18 They shall also gird themselves with sackcloth, and horror shall cover them; and shame shall be upon all faces, and baldness upon all their heads.
Ze slaan het treurgewaad om, en de angst bedekt ze; de schaamte staat op hun gelaat te lezen, alle hoofden zijn kaal.
19 They shall cast their silver in the streets, and their gold shall be as an unclean thing; their silver and their gold shall not be able to deliver them in the day of the wrath of the LORD; they shall not satisfy their souls, neither fill their bowels; because it hath been the stumblingblock of their iniquity.
Hun zilver smijten ze weg op straat, hun goud geldt voor drek, want hun zilver en goud kunnen hen toch niet redden op de dag van Jahweh’s toorn; hun honger kunnen ze er niet mee stillen, hun buik er niet mee vullen; het was de oorzaak van hun zonde!

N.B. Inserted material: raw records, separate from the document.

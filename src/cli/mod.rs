use std::str::FromStr;
use std::time::Duration;

use anyhow::{Context, Result};
use clap::{Args, Parser, Subcommand};
use sqlx::postgres::{PgConnectOptions, PgSslMode};
use uuid::Uuid;

use crate::api::{self, AppState};
use crate::application::{LedgerConfig, LedgerService, OpContext};
use crate::domain::{Cents, WalletId, format_cents, parse_cents, parse_wallet_id};
use crate::logging::{LogFormat, init_logging};
use crate::storage::{PgWalletStore, SqliteWalletStore, WalletStore};

/// Wallet Ledger - strictly serialized wallet balances
#[derive(Parser)]
#[command(name = "wallet-ledger")]
#[command(about = "Wallet balance service with per-wallet serialized deposits and withdrawals")]
#[command(version)]
pub struct Cli {
    #[command(flatten)]
    pub store: StoreArgs,

    /// Default deadline for a single ledger operation, in milliseconds
    #[arg(long, env = "OP_TIMEOUT_MS", default_value_t = 10_000, global = true)]
    pub op_timeout_ms: u64,

    /// Log output format
    #[arg(long, env = "LOG_FORMAT", value_enum, default_value = "pretty", global = true)]
    pub log_format: LogFormat,

    /// Enable verbose output
    #[arg(short, long, global = true)]
    pub verbose: bool,

    #[command(subcommand)]
    pub command: Commands,
}

/// Store connection parameters. `DATABASE_URL` wins over the individual
/// `DB_*` settings; a `sqlite:` URL selects the SQLite backend.
#[derive(Args, Debug)]
pub struct StoreArgs {
    /// Full database URL (postgres://... or sqlite:...)
    #[arg(long, env = "DATABASE_URL", global = true)]
    pub database_url: Option<String>,

    #[arg(long, env = "DB_HOST", default_value = "localhost", global = true)]
    pub db_host: String,

    #[arg(long, env = "DB_PORT", default_value_t = 5432, global = true)]
    pub db_port: u16,

    #[arg(long, env = "DB_USER", default_value = "postgres", global = true)]
    pub db_user: String,

    #[arg(long, env = "DB_PASS", default_value = "", hide_env_values = true, global = true)]
    pub db_pass: String,

    #[arg(long, env = "DB_NAME", default_value = "wallets", global = true)]
    pub db_name: String,

    /// TLS mode: disable, allow, prefer, require, verify-ca, verify-full
    #[arg(long, env = "DB_SSLMODE", default_value = "disable", global = true)]
    pub db_sslmode: String,

    /// Connection pool size; bounds the number of in-flight ledger operations
    #[arg(long, env = "DB_MAX_CONNECTIONS", default_value_t = 20, global = true)]
    pub db_max_connections: u32,
}

/// Which backend to open, resolved from [`StoreArgs`].
#[derive(Debug)]
pub enum StoreTarget {
    Sqlite(String),
    Postgres(PgConnectOptions),
}

impl StoreArgs {
    pub fn target(&self) -> Result<StoreTarget> {
        if let Some(url) = &self.database_url {
            if url.starts_with("sqlite:") {
                return Ok(StoreTarget::Sqlite(url.clone()));
            }
            let options = PgConnectOptions::from_str(url).context("Invalid DATABASE_URL")?;
            return Ok(StoreTarget::Postgres(options));
        }

        let ssl_mode = PgSslMode::from_str(&self.db_sslmode)
            .with_context(|| format!("Invalid DB_SSLMODE '{}'", self.db_sslmode))?;

        let options = PgConnectOptions::new()
            .host(&self.db_host)
            .port(self.db_port)
            .username(&self.db_user)
            .password(&self.db_pass)
            .database(&self.db_name)
            .ssl_mode(ssl_mode);
        Ok(StoreTarget::Postgres(options))
    }
}

#[derive(Subcommand)]
pub enum Commands {
    /// Create the wallets table if it does not exist
    Init,

    /// Serve the HTTP API
    Serve {
        /// Listening port
        #[arg(short, long, env = "PORT", default_value_t = 8000)]
        port: u16,
    },

    /// Create a wallet with an opening balance
    Create {
        /// Opening balance (e.g., "100.00")
        #[arg(default_value = "0.00")]
        amount: String,

        /// Wallet ID (a new one is generated if omitted)
        #[arg(long)]
        id: Option<String>,
    },

    /// Deposit into a wallet, creating it if needed
    Deposit {
        /// Wallet ID
        wallet: String,

        /// Amount (e.g., "25.00")
        amount: String,
    },

    /// Withdraw from a wallet
    Withdraw {
        /// Wallet ID
        wallet: String,

        /// Amount (e.g., "25.00")
        amount: String,
    },

    /// Show the balance of a wallet
    Balance {
        /// Wallet ID
        wallet: String,
    },
}

impl Commands {
    fn needs_schema(&self) -> bool {
        matches!(self, Commands::Init | Commands::Serve { .. })
    }
}

impl Cli {
    fn log_level(&self) -> &'static str {
        if self.verbose {
            "wallet_ledger=debug,tower_http=debug,sqlx=warn"
        } else {
            "wallet_ledger=info,tower_http=info,sqlx=warn"
        }
    }

    pub async fn run(self) -> Result<()> {
        init_logging(self.log_level(), self.log_format)?;

        let config = LedgerConfig {
            op_timeout: Duration::from_millis(self.op_timeout_ms),
        };
        let max_connections = self.store.db_max_connections;
        let migrate = self.command.needs_schema();

        match self.store.target()? {
            StoreTarget::Sqlite(url) => {
                let store = SqliteWalletStore::connect(&url, max_connections).await?;
                if migrate {
                    store.migrate().await?;
                }
                let result =
                    run_command(self.command, LedgerService::with_config(store.clone(), config))
                        .await;
                store.close().await;
                result
            }
            StoreTarget::Postgres(options) => {
                let store = PgWalletStore::connect_with(options, max_connections).await?;
                if migrate {
                    store.migrate().await?;
                }
                let result =
                    run_command(self.command, LedgerService::with_config(store.clone(), config))
                        .await;
                store.close().await;
                result
            }
        }
    }
}

async fn run_command<S: WalletStore + 'static>(
    command: Commands,
    service: LedgerService<S>,
) -> Result<()> {
    let ctx = OpContext::background();

    match command {
        Commands::Init => {
            println!("Database initialized");
        }

        Commands::Serve { port } => {
            api::serve(AppState::new(service), port).await?;
        }

        Commands::Create { amount, id } => {
            let id = match id {
                Some(id) => parse_id(&id)?,
                None => Uuid::new_v4(),
            };
            let amount_cents = parse_amount(&amount)?;
            let wallet = service.create_wallet(&ctx, id, amount_cents).await?;
            println!(
                "Created wallet {} with balance {}",
                wallet.id,
                format_cents(wallet.balance)
            );
        }

        Commands::Deposit { wallet, amount } => {
            let id = parse_id(&wallet)?;
            let amount_cents = parse_amount(&amount)?;
            let result = service.deposit_or_create(&ctx, id, amount_cents).await?;
            if result.created {
                println!("Created wallet {}", result.wallet.id);
            }
            println!(
                "Deposited {} -> balance {}",
                format_cents(amount_cents),
                format_cents(result.wallet.balance)
            );
        }

        Commands::Withdraw { wallet, amount } => {
            let id = parse_id(&wallet)?;
            let amount_cents = parse_amount(&amount)?;
            let wallet = service.withdraw(&ctx, id, amount_cents).await?;
            println!(
                "Withdrew {} -> balance {}",
                format_cents(amount_cents),
                format_cents(wallet.balance)
            );
        }

        Commands::Balance { wallet } => {
            let id = parse_id(&wallet)?;
            let balance = service.get_balance(&ctx, id).await?;
            println!("{}: {}", id, format_cents(balance));
        }
    }
    Ok(())
}

fn parse_id(input: &str) -> Result<WalletId> {
    parse_wallet_id(input).with_context(|| format!("Invalid wallet ID '{}'", input))
}

fn parse_amount(input: &str) -> Result<Cents> {
    parse_cents(input).context("Invalid amount format. Use '50.00'")
}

20 And as for the beauty of their ornament, which was set for a pride, they made the images of their abominations and their detestable things thereof; therefore have I made it unto them as an unclean thing.
Hun sieraden hebben ze in een opperwezen veranderd, en er hun gruwelijke beelden, hun schandgoden uit vervaardigd; daarom maak Ik ze drek voor hen,
21 And I will give it into the hands of the strangers for a prey, and to the wicked of the earth for a spoil; and they shall profane it.
geef Ik ze aan de vijanden prijs, laat Ik ze als buit voor de goddelozen der aarde.
22 I will also turn My face from them, and they shall profane My secret place; and robbers shall enter into it, and profane it.
En als Ik mijn gelaat van hen afwend, zal men mijn heerlijkheid ontwijden: rovers zullen er heiligschennend binnendringen,
23 Make the chain; for the land is full of bloody crimes, and the city is full of violence.
en de afsluiting stuk slaan; want het land is vol van bloedschuld, de stad loopt over van geweld!
24 Wherefore I will bring the worst of the nations, and they shall possess their houses; I will also make the pride of the strong to cease; and their holy places shall be profaned.
Daarom ga Ik de ruwste volken ontbieden, om hun huizen te bezetten, maak Ik een einde aan hun trotse pracht, en worden hun heiligdommen ontwijd.
25 Horror cometh; and they shall seek peace, and there shall be none.
Het onheil komt: ze hunkeren naar redding, maar tevergeefs!
26 Calamity shall come upon calamity, and rumour shall be upon rumour; and they shall seek a vision of the prophet, and instruction shall perish from the priest, and counsel from the elders.
De ene ramp komt na de andere, de ene mare haalt de vorige in! Ze vragen den profeet vergeefs om een godsspraak, den priester om bescheid, den oudsten om raad.
27 The king shall mourn, and the prince shall be clothed with appalment, and the hands of the people of the land shall be enfeebled; I will do unto them after their way, and according to their deserts will I judge them; and they shall know that I am the LORD.'
De koning treurt, de vorst is bevangen van schrik, de handen van het volk zijn verlamd. Naar hun gedrag zal Ik hen behandelen en naar hun daden hen vonnissen; zo zullen ze erkennen, dat Ik Jahweh ben!